In essence, plaintiffs claim that beginning in or around November 2011 and until March 2012, Mr. Librán-Salas was subjected to a pattern of continuous harassment by Mr. Vélez-Suárez, his direct Supervisor at the United States Department of Agriculture (Docket No. 1 at ¶ 7). Suchharassment was primarily on account of Mr. Librán-Salas' medical condition. Id. at ¶¶ 9-10. It included episodes of humiliation in front of coworkers, shouts, threats, insults, cancellation of vacations and compressed work schedules that had been granted in connection to Mr. Libran-Salas' medical conditions. Id. at ¶ 8. According to Mr. Librán-Salas, one particular incident involved violence. Id. at ¶ 11. As a result (1) an investigation was initiated by the USDA, (2) Mr. Librán-Salas was transferred out of the Caguas office, and (3) fell into a deep depression. Id. at ¶ 12. On May 13, 2013, Mr. Librán-Salas was discharged from his position at USDA for depression. Id. at ¶ 13. Defendants now move the Court to dismiss pursuant to Fed. R. Civ. P. 12(b)(1) and 12(b)(6).

II. STANDARD OF REVIEW
A. Fed.R.Civ.P. 12(b)(1)

Fed.R.Civ.P. 12(b)(1) states that a party may seek dismissal of an action for lack of subject matter jurisdiction. "When a district court considers a Rule 12(b)(1) motion, it must credit the plaintiff's well-pled factual allegations and draw all reasonable inferences in the plaintiff's favor." Merlonghi v. United States, 620 F.3d 50, 54 (1st Cir. 2010). If it appears to the court at any time that subject matter jurisdiction is lacking, the Court must dismiss the action. Fed. R. Civ. P. 12(h)(3); see also McCulloch v. Vélez, 364 F.3d 1, 5 (1st Cir. 2004). "A case is properly dismissed for lack of subject matter jurisdiction under Rule 12(b)(1) when the Court lacks the statutory or constitutional power to adjudicate the case." Nowak v. Ironworkers Local 6 Pension Fund, 81 F.3d 1182, 1187 (2d Cir. 1996) and Prestige Capital Corp. v. Pipeliners of Puerto Rico, Inc., 849 F.Supp.2d 240 (D.P.R. 2012). In evaluating a motion to dismiss under Rule 12(b)(1) for lack ofsubject matter jurisdiction, the Court ordinarily may consider whatever evidence has been submitted, such as depositions and exhibits. Carroll v. U.S., 661 F.3d 87, 94 (1st Cir. 2011).

B. Fed.R.Civ.P. 12(b)(6)

To survive a motion under Fed.R.Civ.P. 12(b)(6), a complaint must allege a plausible entitlement to relief. Rodríguez-Vives v. Puerto Rico Firefighters Corps., 743 F.3d 278, 283 (1st Cir. 2014); Rodríguez-Reyes v. Molina-Rodríguez, 711 F.3d 49, 53 (1st Cir. 2013); Rodríguez-Ortiz v. Margo Caribe, 490 F.3d 92, 95 (1st Cir. 2007). Plausibility involves a context-specific task calling on courts to examine the complaint as a whole, separating factual allegations (which must be accepted as true) from conclusory allegations (which need not be credited). García-Catalán v. United States, 734 F.3d 100, 103 (1st Cir. 2013); Morales-Cruz v. Univ. of P.R., 676 F.3d 220, 224 (1st Cir. 2012).
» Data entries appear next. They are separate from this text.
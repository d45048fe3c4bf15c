use clap::Subcommand;

use smarthub_config::HubConfig;

#[derive(Subcommand)]
pub enum ConfigAction {
    /// Print the effective configuration as TOML.
    Show,
    /// Print where the configuration file lives.
    Path,
}

pub fn handle_config(action: ConfigAction) -> anyhow::Result<()> {
    match action {
        ConfigAction::Show => {
            let config = smarthub_config::discover_and_load();
            print!("{}", render(&config)?);
        },
        ConfigAction::Path => {
            println!("{}", smarthub_config::find_or_default_config_path().display());
        },
    }
    Ok(())
}

fn render(config: &HubConfig) -> anyhow::Result<String> {
    Ok(toml::to_string_pretty(config)?)
}
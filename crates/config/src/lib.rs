//! Hub configuration: schema, file discovery, `${ENV}` substitution.
//!
//! Files are looked up as `smarthub.{toml,yaml,yml,json}`, first in the
//! working directory, then in `~/.config/smarthub/`.

pub mod env_subst;
pub mod loader;
pub mod schema;

pub use {
    loader::{
        clear_config_dir, config_dir, data_dir, discover_and_load, find_or_default_config_path,
        load_config, set_config_dir,
    },
    schema::{DiscoveryConfig, GatewayConfig, HubConfig, StorageBackend, StorageConfig},
};
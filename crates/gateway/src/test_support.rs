use std::sync::Arc;

use {serde_json::Value, tokio::sync::mpsc};

use {smarthub_config::HubConfig, smarthub_storage::MemoryStore};

use crate::state::{ChannelId, ConnectedClient, GatewayServices, GatewayState};

/// A hub on a memory store, with handles to the store for failure injection.
pub struct TestHub {
    pub state: Arc<GatewayState>,
    pub store: Arc<MemoryStore>,
}

impl TestHub {
    pub fn new() -> Self {
        Self::with_config(HubConfig::default())
    }

    pub fn with_config(config: HubConfig) -> Self {
        let store = Arc::new(MemoryStore::new());
        let services = GatewayServices::new(store.clone(), store.clone());
        Self {
            state: GatewayState::new(config, services),
            store,
        }
    }

    /// Attach a fake channel whose outbound frames can be drained.
    pub fn connect(&self, id: &str) -> FakeChannel {
        let (tx, rx) = mpsc::unbounded_channel();
        let channel = ChannelId::from(id);
        self.state
            .register_client(ConnectedClient::new(channel.clone(), tx, None));
        FakeChannel { channel, rx }
    }
}

pub struct FakeChannel {
    pub channel: ChannelId,
    rx: mpsc::UnboundedReceiver<String>,
}

impl FakeChannel {
    /// Every frame queued so far, parsed as JSON.
    pub fn drain(&mut self) -> Vec<Value> {
        let mut frames = Vec::new();
        while let Ok(raw) = self.rx.try_recv() {
            frames.push(serde_json::from_str(&raw).unwrap());
        }
        frames
    }
}
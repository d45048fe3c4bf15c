//! Wire protocol spoken between the hub and its channels.
//!
//! Every WebSocket message is a single JSON object tagged by `type`:
//!
//! - `req`: a named request from a slave or the web API (`RequestFrame`)
//! - `res`: the hub's answer to a request (`ResponseFrame`)
//! - `event`: a server-initiated push: presence notices and direct
//!   invocations of a slave's named address (`EventFrame`)

use serde::{Deserialize, Serialize};

pub const PROTOCOL_VERSION: u32 = 1;

/// Largest inbound frame accepted on a channel (3000 KiB).
pub const MAX_PAYLOAD_BYTES: usize = 3000 * 1024;

// ── Method names ─────────────────────────────────────────────────────────────

/// Request names accepted by the hub.
pub mod methods {
    pub const INIT_SENSOR: &str = "InitSensor";
    pub const INIT_DEVICE: &str = "InitDevice";
    pub const STATUS_CHANGER: &str = "StatusChanger";
    pub const TURN_ON: &str = "TurnOn";
    pub const TURN_OFF: &str = "TurnOff";
    pub const LISTEN_DATA_FROM_SENSOR: &str = "ListenDataFromSensor";
    pub const RETURN_ALL_DEVICES: &str = "ReturnAllDevices";
    pub const RETURN_ALL_SENSORS: &str = "ReturnAllSensors";
    pub const RUN_METHOD: &str = "RunMethod";
    pub const UPDATE_DEVICE: &str = "UpdateDevice";
    pub const UPDATE_SENSOR: &str = "UpdateSensor";
    pub const HEALTH: &str = "health";
    pub const STATUS: &str = "status";
}

/// Event names pushed by the hub.
pub mod events {
    /// Free-text presence notice ("<conn> join." / "<conn> left.").
    pub const NOTICE: &str = "Send";
}

/// Error codes carried in `ErrorShape::code`.
pub mod error_codes {
    pub const INVALID_REQUEST: &str = "INVALID_REQUEST";
}

// ── Frames ───────────────────────────────────────────────────────────────────

#[derive(Debug, Clone, PartialEq, Serialize, Deserialize)]
pub struct ErrorShape {
    pub code: String,
    pub message: String,
}

impl ErrorShape {
    pub fn new(code: &str, message: impl Into<String>) -> Self {
        Self {
            code: code.to_string(),
            message: message.into(),
        }
    }
}

#[derive(Debug, Clone, Serialize, Deserialize)]
pub struct RequestFrame {
    #[serde(rename = "type")]
    pub r#type: String,
    pub id: String,
    pub method: String,
    #[serde(default)]
    pub params: serde_json::Value,
}

impl RequestFrame {
    pub fn new(id: impl Into<String>, method: impl Into<String>, params: serde_json::Value) -> Self {
        Self {
            r#type: "req".into(),
            id: id.into(),
            method: method.into(),
            params,
        }
    }
}

#[derive(Debug, Clone, Serialize, Deserialize)]
pub struct ResponseFrame {
    #[serde(rename = "type")]
    pub r#type: String,
    pub id: String,
    pub ok: bool,
    #[serde(default, skip_serializing_if = "Option::is_none")]
    pub payload: Option<serde_json::Value>,
    #[serde(default, skip_serializing_if = "Option::is_none")]
    pub error: Option<ErrorShape>,
}

impl ResponseFrame {
    pub fn ok(id: &str, payload: serde_json::Value) -> Self {
        Self {
            r#type: "res".into(),
            id: id.to_string(),
            ok: true,
            payload: Some(payload),
            error: None,
        }
    }

    pub fn err(id: &str, error: ErrorShape) -> Self {
        Self {
            r#type: "res".into(),
            id: id.to_string(),
            ok: false,
            payload: None,
            error: Some(error),
        }
    }
}

/// Server push. A `None` payload is the no-argument form of an invocation.
#[derive(Debug, Clone, Serialize, Deserialize)]
pub struct EventFrame {
    #[serde(rename = "type")]
    pub r#type: String,
    pub event: String,
    #[serde(default, skip_serializing_if = "Option::is_none")]
    pub payload: Option<serde_json::Value>,
    pub seq: u64,
}

impl EventFrame {
    pub fn new(event: impl Into<String>, payload: Option<serde_json::Value>, seq: u64) -> Self {
        Self {
            r#type: "event".into(),
            event: event.into(),
            payload,
            seq,
        }
    }
}
use {
    serde_json::Value,
    tracing::{info, warn},
};

use {
    smarthub_common::SlaveIdentity,
    smarthub_protocol::events,
    smarthub_storage::StoreResult,
};

use crate::{
    broadcast::broadcast_others,
    state::{ChannelId, GatewayState},
};

/// What `register_and_reconcile` did.
#[derive(Debug, Clone, Copy, PartialEq, Eq)]
pub enum RegistrationOutcome {
    /// Registered, and a new row was added to the store.
    Inserted,
    /// Registered, and the existing row was updated.
    Updated,
    /// The MAC is already live in this partition; nothing changed.
    Conflict,
    /// Registered, but the store could not be reconciled.
    PersistenceFailed,
}

impl RegistrationOutcome {
    /// Whether the slave is now reachable through the requesting channel.
    pub fn registered(self) -> bool {
        !matches!(self, Self::Conflict)
    }

    /// Whether both the registry and the store were brought up to date.
    pub fn reconciled(self) -> bool {
        matches!(self, Self::Inserted | Self::Updated)
    }
}

/// A channel connected: announce it to everyone else.
pub fn on_channel_open(state: &GatewayState, channel: &ChannelId) {
    info!(channel = %channel, "channel opened");
    broadcast_others(
        state,
        channel,
        events::NOTICE,
        Some(Value::String(format!("{channel} join."))),
    );
}

/// A channel closed: drop its registry entries, then announce the departure.
pub fn on_channel_close(state: &GatewayState, channel: &ChannelId) {
    let removed = state.registry.unregister_channel(channel);
    if removed.is_empty() {
        info!(channel = %channel, "channel closed");
    }
    for (kind, mac) in &removed {
        info!(channel = %channel, kind = %kind, mac = %mac, "slave disconnected");
    }
    broadcast_others(
        state,
        channel,
        events::NOTICE,
        Some(Value::String(format!("{channel} left."))),
    );
}

/// Register `identity` on `channel`, then add or update its store row.
///
/// The two steps are not transactional: a failed store write keeps the live
/// entry, and the row is fixed on the slave's next registration.
pub async fn register_and_reconcile(
    state: &GatewayState,
    identity: SlaveIdentity,
    channel: &ChannelId,
) -> RegistrationOutcome {
    let kind = identity.kind;
    if !state
        .registry
        .partition(kind)
        .register(identity.clone(), channel.clone())
    {
        info!(mac = %identity.mac, kind = %kind, channel = %channel, "slave already registered");
        return RegistrationOutcome::Conflict;
    }
    info!(mac = %identity.mac, kind = %kind, name = %identity.name, channel = %channel, "slave registered");

    match reconcile(state, &identity).await {
        Ok(outcome) => outcome,
        Err(e) => {
            warn!(mac = %identity.mac, kind = %kind, error = %e, "failed to reconcile slave with store");
            RegistrationOutcome::PersistenceFailed
        },
    }
}

async fn reconcile(state: &GatewayState, identity: &SlaveIdentity) -> StoreResult<RegistrationOutcome> {
    let cancel = state.persist_token();
    let slaves = &state.services.slaves;
    if slaves.exists_by_mac(identity.kind, &identity.mac, &cancel).await? {
        slaves.update(identity, &cancel).await?;
        Ok(RegistrationOutcome::Updated)
    } else {
        slaves.add(identity, &cancel).await?;
        Ok(RegistrationOutcome::Inserted)
    }
}
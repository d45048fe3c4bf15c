//! Gateway: the hub's live connection registry and invocation router.
//!
//! Lifecycle of a slave:
//! 1. Open a WebSocket channel (`ws.rs`); other channels get a join notice
//! 2. `InitDevice` / `InitSensor` registers it and reconciles the store
//!    (`lifecycle.rs`, `registry.rs`)
//! 3. Sensors push telemetry (`telemetry.rs`)
//! 4. The web API lists slaves and renames them (`query.rs`) or runs a
//!    method on one of them (`dispatch.rs`)
//! 5. Closing the channel drops its registry entry and notifies the others
//!
//! Request names are mapped to handlers in `methods.rs`.

pub mod broadcast;
pub mod dispatch;
pub mod lifecycle;
pub mod methods;
pub mod query;
pub mod registry;
pub mod server;
pub mod state;
pub mod telemetry;
pub mod ws;

#[cfg(test)]
pub(crate) mod test_support;
use std::{net::SocketAddr, sync::Arc};

use {
    axum::{
        Router,
        extract::{ConnectInfo, State, WebSocketUpgrade},
        response::{IntoResponse, Json},
        routing::get,
    },
    tower_http::cors::{Any, CorsLayer},
    tracing::info,
};

use {
    smarthub_config::{HubConfig, StorageBackend},
    smarthub_storage::SqliteStore,
};

use crate::{
    methods::MethodRegistry,
    state::{GatewayServices, GatewayState},
    ws::handle_connection,
};

// ── Shared app state ─────────────────────────────────────────────────────────

#[derive(Clone)]
struct AppState {
    gateway: Arc<GatewayState>,
    methods: Arc<MethodRegistry>,
}

// ── Server startup ───────────────────────────────────────────────────────────

/// Build the gateway router (shared between production startup and tests).
pub fn build_gateway_app(state: Arc<GatewayState>, methods: Arc<MethodRegistry>) -> Router {
    let ws_path = state.config.gateway.path.clone();
    let app_state = AppState {
        gateway: state,
        methods,
    };

    let cors = CorsLayer::new()
        .allow_origin(Any)
        .allow_methods(Any)
        .allow_headers(Any);

    Router::new()
        .route("/health", get(health_handler))
        .route(&ws_path, get(ws_upgrade_handler))
        .layer(cors)
        .with_state(app_state)
}

/// Open the configured persistence backend.
pub async fn open_services(config: &HubConfig) -> anyhow::Result<GatewayServices> {
    match config.storage.backend {
        StorageBackend::Sqlite => {
            let path = config.storage.resolved_db_path();
            let store = Arc::new(SqliteStore::open(&path).await?);
            info!(path = %path.display(), "storage: sqlite");
            Ok(GatewayServices::new(store.clone(), store))
        },
        StorageBackend::Memory => {
            info!("storage: memory (nothing is kept across restarts)");
            Ok(GatewayServices::memory())
        },
    }
}

/// Start the gateway HTTP + WebSocket server and run until Ctrl-C.
pub async fn start_gateway(config: HubConfig) -> anyhow::Result<()> {
    let services = open_services(&config).await?;
    let state = GatewayState::new(config, services);
    let methods = Arc::new(MethodRegistry::new());

    let app = build_gateway_app(Arc::clone(&state), Arc::clone(&methods));

    let gateway = &state.config.gateway;
    let addr: SocketAddr = format!("{}:{}", gateway.bind, gateway.port).parse()?;
    let listener = tokio::net::TcpListener::bind(addr).await?;

    // Startup banner.
    let lines = [
        format!("smarthub gateway v{}", state.version),
        format!(
            "protocol v{}, listening on ws://{}{}",
            smarthub_protocol::PROTOCOL_VERSION,
            addr,
            gateway.path
        ),
        format!("{} methods registered", methods.method_names().len()),
        format!(
            "storage: {}",
            match state.config.storage.backend {
                StorageBackend::Sqlite => "sqlite",
                StorageBackend::Memory => "memory",
            }
        ),
    ];
    let width = lines.iter().map(|l| l.len()).max().unwrap_or(0) + 4;
    info!("┌{}┐", "─".repeat(width));
    for line in &lines {
        info!("│  {:<w$}│", line, w = width - 2);
    }
    info!("└{}┘", "─".repeat(width));

    let shutdown = state.shutdown.clone();
    tokio::spawn(async move {
        if tokio::signal::ctrl_c().await.is_ok() {
            info!("shutdown requested");
        }
        shutdown.cancel();
    });

    // Run the server with ConnectInfo for remote IP extraction.
    let shutdown = state.shutdown.clone();
    axum::serve(
        listener,
        app.into_make_service_with_connect_info::<SocketAddr>(),
    )
    .with_graceful_shutdown(async move { shutdown.cancelled().await })
    .await?;
    info!("gateway stopped");
    Ok(())
}

// ── Handlers ─────────────────────────────────────────────────────────────────

async fn health_handler(State(state): State<AppState>) -> impl IntoResponse {
    let gateway = &state.gateway;
    Json(serde_json::json!({
        "status": "ok",
        "version": gateway.version,
        "protocol": smarthub_protocol::PROTOCOL_VERSION,
        "connections": gateway.client_count(),
        "devices": gateway.registry.device_count(),
        "sensors": gateway.registry.sensor_count(),
        "telemetryBuffered": gateway.telemetry.len().await,
    }))
}

async fn ws_upgrade_handler(
    ws: WebSocketUpgrade,
    ConnectInfo(addr): ConnectInfo<SocketAddr>,
    State(state): State<AppState>,
) -> impl IntoResponse {
    let max = state.gateway.config.gateway.max_message_bytes;
    ws.max_message_size(max)
        .max_frame_size(max)
        .on_upgrade(move |socket| handle_connection(socket, state.gateway, state.methods, addr))
}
While detailed factual allegations are not required, more than labels and conclusions are needed. Ocasio-Hernández v. Fortuño-Burset, 640 F.3d 1, 12 (1st Cir. 2011). Where the well-pleaded facts do not permit the court to reasonably infer more than the mere possibility of misconduct, the complaint has alleged - but has not shown - that the pleader is entitled to relief. Ashcroft v. Iqbal, 556 U.S. 663, 678 (2009).

III. DISCUSSION
A. Disability-based Discrimination

The Rehabilitation Act of 1973 prohibits discrimination on the basis of disability against otherwise qualified individuals working for an executive agency or a program receiving federal funds. 29 U.S.C.A. §§ 791, 794. The statute constitutes the exclusive remedy for a federal employee alleging disability-based discrimination. O'Hara v. Donahoe, --- Fed.Appx. ----, 2014WL 7210952, at *1, n. 1 (5th Cir. Dec. 19, 2014); Russell v. Lew, 549 F.Appx. 389, 394 (6th Cir. 2013). To the extent they are precluded by the Rehabilitation Act, plaintiffs' claims of disability-based discrimination under the FTCA must be dismissed for want of subject matter jurisdiction.

B. Adverse Personnel Actions

The Civil Service Reform Act of 1978, Pub. L. No. 95-454, 92 Stat. 1111 (1978) (codified as amended in scattered sections of Title 5 of the United States Codes), was enacted to provide a comprehensive scheme for federal employees to challenge adverse personnel decisions. U.S. v. Fausto, 484 U.S. 439, 455 (1988). Courts have consistently held that, when applicable, the CSRA preempts any claim brought pursuant to the FTCA. See, Plasai v. Mineta, 212 Fed.Appx. 287, 292 (5th Cir. 2006); Mahtesian v. Lee, 406 F.3d 1131, 1134 (9th Cir. 2005); Grisham v. U.S., 103 F.3d 24, 27 (5th Cir. 1997); Steele v. U.S., 19 F.3d 531, 533 (10th Cir. 1994); Berrios v. Department of Army, 884 F.2d 28, 30 (1st Cir. 1989).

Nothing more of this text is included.